Chetwynd Bridge (also known as Salter's Bridge) is a three-arch cast-iron bridge in Staffordshire, England. It carries the A513 road over the River Tame between Edingale and Alrewas in Staffordshire, England. It was completed in 1824 and is a Grade II* listed building.

==Design==
The bridge was built in 1824. It has three segmental arches spanning the river, supported by rusticated ashlar pillars. The spandrels (the space between the arch and the bridge deck) have decorative X-shaped latticework. The abutments sweep round to form buttresses; the intermediate piers are in a similar style. The two outside spans are 65 ft wide and the central span is 75 ft. The bridge is oriented roughly north–south and the northernmost span is over dry land.

The bridge was designed by Joseph Potter, a local architect and builder and the county surveyor for Staffordshire. Potter likely learnt to build with cast iron while working under Thomas Telford, including on the Harecastle Tunnel. The bridge was cast by the Coalbrookdale Company in Shropshire, famous for The Iron Bridge (the first substantial cast-iron bridge in the world). The same company cast High Bridge over the River Trent in nearby Mavesyn Ridware, also to Potter's design.

==History==
The bridge is believed to be the largest surviving pre-1830 cast-iron bridge in England and the second-largest in the world.
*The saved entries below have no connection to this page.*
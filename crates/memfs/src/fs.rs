//! The filesystem coordinator.
//!
//! [`FileSystem`] owns the root directory behind a single
//! `parking_lot::RwLock`. Tree mutations (mkdir, create, remove, remove_all,
//! rename) hold it exclusively for the whole call; lookups (stat, read_dir,
//! dir_size, read_file, open) hold it shared for the whole call, so a node
//! cannot be swapped out between lookup and follow-up.
//!
//! The open-file counter is an atomic shared with every [`File`] the
//! filesystem hands out, independent of the tree lock.

use std::sync::Arc;
use std::sync::atomic::{AtomicUsize, Ordering};

use parking_lot::RwLock;
use tracing::debug;

use crate::config::FsConfig;
use crate::error::{FsError, FsErrorKind, FsResult, Operation};
use crate::file::File;
use crate::node::{Directory, Node};
use crate::path::{self, NodeRef};
use crate::types::{DirEntry, FsInfo};

/// An in-memory hierarchical filesystem.
///
/// Thread-safe; share it behind an `Arc`. All data is lost when dropped.
#[derive(Debug)]
pub struct FileSystem {
    root: RwLock<Directory>,
    open_files: Arc<AtomicUsize>,
    config: FsConfig,
}

impl Default for FileSystem {
    fn default() -> Self {
        Self::new()
    }
}

impl FileSystem {
    /// Create an empty filesystem holding only the root directory.
    pub fn new() -> Self {
        Self::with_config(FsConfig::default())
    }

    /// Create an empty filesystem with the given settings.
    pub fn with_config(config: FsConfig) -> Self {
        Self {
            root: RwLock::new(Directory::new("/")),
            open_files: Arc::new(AtomicUsize::new(0)),
            config,
        }
    }

    /// Settings this filesystem was built with.
    pub fn config(&self) -> &FsConfig {
        &self.config
    }

    /// Number of handles returned by create/open and not yet closed.
    pub fn open_file_count(&self) -> usize {
        self.open_files.load(Ordering::SeqCst)
    }

    /// Create a directory, creating any missing ancestors first.
    pub fn mkdir(&self, path: &str) -> FsResult<()> {
        let components = path::normalize(path);
        if components.is_empty() {
            return Err(FsError::new(Operation::Mkdir, "/", FsErrorKind::RootExists));
        }
        self.validate_names(Operation::Mkdir, &components)?;

        let mut root = self.root.write();
        mkdir_locked(&mut root, &components)?;
        debug!(path = %path::join(&components), "mkdir");
        Ok(())
    }

    /// Create a file, or truncate it if it already exists.
    ///
    /// Returns a handle and counts it as open.
    pub fn create(&self, path: &str) -> FsResult<File> {
        let components = path::normalize(path);
        let clean = path::join(&components);
        if components.is_empty() {
            return Err(FsError::is_dir(Operation::Create, clean));
        }
        self.validate_names(Operation::Create, &components)?;

        let mut root = self.root.write();
        let (parent, name) = path::resolve_parent_mut(&mut root, &components)?;
        let file = match parent.children.get(name) {
            Some(Node::Directory(_)) => return Err(FsError::is_dir(Operation::Create, clean)),
            Some(Node::File(existing)) => {
                existing.reset();
                debug!(path = %clean, "create: truncated existing file");
                existing.clone()
            }
            None => {
                let file = File::new(name, self.open_files.clone());
                parent
                    .children
                    .insert(name.to_string(), Node::File(file.clone()));
                parent.touch();
                debug!(path = %clean, "create");
                file
            }
        };

        file.acquire();
        Ok(file)
    }

    /// Open an existing file.
    ///
    /// Every open of the same path returns the same file, so live handles
    /// share one cursor. An open with no other live handle starts at offset 0.
    pub fn open(&self, path: &str) -> FsResult<File> {
        let components = path::normalize(path);
        let root = self.root.read();
        match path::resolve(&root, &components)? {
            NodeRef::Dir(_) => Err(FsError::is_dir(Operation::Open, path::join(&components))),
            NodeRef::File(file) => {
                file.acquire();
                Ok(file.clone())
            }
        }
    }

    /// Metadata snapshot for a path.
    pub fn stat(&self, path: &str) -> FsResult<FsInfo> {
        let components = path::normalize(path);
        let root = self.root.read();
        Ok(path::resolve(&root, &components)?.info())
    }

    /// Returns true if a node exists at `path`.
    pub fn exists(&self, path: &str) -> bool {
        self.stat(path).is_ok()
    }

    /// Total bytes of every file beneath a directory.
    pub fn dir_size(&self, path: &str) -> FsResult<u64> {
        let components = path::normalize(path);
        let root = self.root.read();
        match path::resolve(&root, &components)? {
            NodeRef::Dir(dir) => Ok(dir.total_size()),
            NodeRef::File(_) => Err(FsError::not_dir(
                Operation::DirSize,
                path::join(&components),
            )),
        }
    }

    /// Immediate children of a directory, in no particular order.
    pub fn read_dir(&self, path: &str) -> FsResult<Vec<DirEntry>> {
        let components = path::normalize(path);
        let root = self.root.read();
        match path::resolve(&root, &components)? {
            NodeRef::Dir(dir) => Ok(path::entries(dir)),
            NodeRef::File(_) => Err(FsError::not_dir(
                Operation::ReadDir,
                path::join(&components),
            )),
        }
    }

    /// Copy of a file's entire content.
    pub fn read_file(&self, path: &str) -> FsResult<Vec<u8>> {
        let components = path::normalize(path);
        let root = self.root.read();
        match path::resolve(&root, &components)? {
            NodeRef::Dir(_) => Err(FsError::is_dir(
                Operation::ReadFile,
                path::join(&components),
            )),
            NodeRef::File(file) => Ok(file.content()),
        }
    }

    /// Create (or truncate) a file, write `data`, and close it.
    pub fn write_file(&self, path: &str, data: &[u8]) -> FsResult<()> {
        let file = self.create(path)?;
        let written = file.write(data);
        file.close()?;
        written.map(|_| ())
    }

    /// Remove a file or an empty directory.
    pub fn remove(&self, path: &str) -> FsResult<()> {
        let components = path::normalize(path);
        let clean = path::join(&components);
        if components.is_empty() {
            return Err(FsError::is_root(Operation::Remove, clean));
        }

        let mut root = self.root.write();
        let (parent, name) = path::resolve_parent_mut(&mut root, &components)?;
        match parent.children.get(name) {
            None => return Err(FsError::not_exist(Operation::Remove, clean)),
            Some(Node::Directory(dir)) if !dir.is_empty() => {
                return Err(FsError::new(
                    Operation::Remove,
                    clean,
                    FsErrorKind::DirNotEmpty,
                ));
            }
            Some(_) => {}
        }

        parent.children.remove(name);
        parent.touch();
        debug!(path = %clean, "remove");
        Ok(())
    }

    /// Remove a node and everything beneath it.
    ///
    /// On the root this empties the tree but keeps the root itself.
    pub fn remove_all(&self, path: &str) -> FsResult<()> {
        let components = path::normalize(path);
        let clean = path::join(&components);
        let mut root = self.root.write();

        if components.is_empty() {
            root.children.clear();
            root.touch();
            debug!("remove_all: cleared root");
            return Ok(());
        }

        let (parent, name) = path::resolve_parent_mut(&mut root, &components)?;
        if parent.children.remove(name).is_none() {
            return Err(FsError::not_exist(Operation::RemoveAll, clean));
        }
        parent.touch();
        debug!(path = %clean, "remove_all");
        Ok(())
    }

    /// Move a node to a new path. The destination must not exist.
    pub fn rename(&self, old_path: &str, new_path: &str) -> FsResult<()> {
        let old = path::normalize(old_path);
        let new = path::normalize(new_path);
        let old_clean = path::join(&old);
        let new_clean = path::join(&new);
        if old.is_empty() {
            return Err(FsError::is_root(Operation::Rename, old_clean));
        }
        if new.is_empty() {
            return Err(FsError::is_root(Operation::Rename, new_clean));
        }
        self.validate_names(Operation::Rename, &new)?;

        let mut root = self.root.write();
        {
            let (old_parent, old_name) = path::resolve_parent(&root, &old)?;
            if !old_parent.children.contains_key(old_name) {
                return Err(FsError::not_exist(Operation::Rename, old_clean));
            }
            let (new_parent, new_name) = path::resolve_parent(&root, &new)?;
            if new_parent.children.contains_key(new_name) {
                return Err(FsError::exist(Operation::Rename, new_clean));
            }
        }
        // a directory cannot become its own descendant
        if new.starts_with(&old) {
            return Err(FsError::new(
                Operation::Rename,
                new_clean,
                FsErrorKind::InvalidPath,
            ));
        }

        let (old_parent, old_name) = path::resolve_parent_mut(&mut root, &old)?;
        let mut node = old_parent
            .children
            .remove(old_name)
            .ok_or_else(|| FsError::not_exist(Operation::Rename, old_clean.clone()))?;
        old_parent.touch();

        // Destination parent was checked above under this same guard and
        // lies outside the detached subtree.
        let (new_parent, new_name) = path::resolve_parent_mut(&mut root, &new)?;
        node.set_name(new_name.to_string());
        new_parent.children.insert(new_name.to_string(), node);
        new_parent.touch();

        debug!(from = %old_clean, to = %new_clean, "rename");
        Ok(())
    }

    fn validate_names(&self, op: Operation, components: &[&str]) -> FsResult<()> {
        let clean = path::join(components);
        components
            .iter()
            .try_for_each(|name| path::validate_name(op, &clean, name, self.config.max_name_len))
    }
}

/// mkdir with the write guard already held. Missing ancestors are created
/// by recursing on the parent path; the public entry point is never
/// re-entered.
fn mkdir_locked(root: &mut Directory, components: &[&str]) -> FsResult<()> {
    if let Err(err) = path::resolve_parent(root, components) {
        if err.kind() != FsErrorKind::NotExist {
            return Err(err);
        }
        mkdir_locked(root, &components[..components.len() - 1])?;
    }

    let (parent, name) = path::resolve_parent_mut(root, components)?;
    if parent.children.contains_key(name) {
        return Err(FsError::exist(Operation::Mkdir, path::join(components)));
    }
    parent
        .children
        .insert(name.to_string(), Node::Directory(Directory::new(name)));
    parent.touch();
    Ok(())
}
The bridge is a Grade II* listed building, first listed in 1953, a status which provides legal protection from demolition or unauthorised modification. A condition survey in 1979 revealed significant corrosion and fracturing of the metalwork; repairs were completed in 1983. After a deterioration in the condition of the ironwork was noticed, the bridge was added to the Heritage at Risk Register in 2022. Amey and Staffordshire County Council (the owner of the bridge) carried out restoration work over a period of eight months, beginning in June 2022, which won several awards from the Chartered Institution of Highways and Transportation. As a result, the bridge was removed from the at-risk register. A weight limit of 18 t was imposed to prevent further deterioration, which was later reduced to 7.5 t. In 2023, barriers were installed to prevent large vehicles from using the bridge after concerns that many heavy vehicles were ignoring signs warning of the restriction. As of 2023, the council planned to build a new bridge and bypass road to divert vehicle traffic and reserve Chetwynd Bridge for pedestrians and cyclists.